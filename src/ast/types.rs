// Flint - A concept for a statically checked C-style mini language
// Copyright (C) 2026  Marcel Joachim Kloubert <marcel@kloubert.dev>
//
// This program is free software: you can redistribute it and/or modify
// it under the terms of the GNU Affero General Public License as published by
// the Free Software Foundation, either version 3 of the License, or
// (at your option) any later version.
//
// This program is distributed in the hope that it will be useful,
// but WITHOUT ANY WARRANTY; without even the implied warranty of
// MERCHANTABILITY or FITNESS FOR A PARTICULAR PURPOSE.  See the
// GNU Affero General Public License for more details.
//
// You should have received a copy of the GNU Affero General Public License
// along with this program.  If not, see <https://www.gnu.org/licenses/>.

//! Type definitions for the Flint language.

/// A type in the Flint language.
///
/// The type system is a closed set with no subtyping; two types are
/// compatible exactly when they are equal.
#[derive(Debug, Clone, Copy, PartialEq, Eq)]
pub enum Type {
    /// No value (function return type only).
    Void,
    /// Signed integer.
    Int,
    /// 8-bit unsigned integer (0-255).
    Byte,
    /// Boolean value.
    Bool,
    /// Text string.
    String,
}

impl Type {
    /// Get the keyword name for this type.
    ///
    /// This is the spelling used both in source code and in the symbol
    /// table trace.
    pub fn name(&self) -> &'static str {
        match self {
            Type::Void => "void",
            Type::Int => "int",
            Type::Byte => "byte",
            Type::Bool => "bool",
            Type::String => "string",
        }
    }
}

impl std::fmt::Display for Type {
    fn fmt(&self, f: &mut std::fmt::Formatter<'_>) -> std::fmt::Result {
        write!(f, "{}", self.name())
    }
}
# # # # # # #
:: Assignment ::
Show all lines from the listing above in which "types" appears.

:: Response box ::
filename src/ast/types.rs
/// The type system is a closed set with no subtyping; two types are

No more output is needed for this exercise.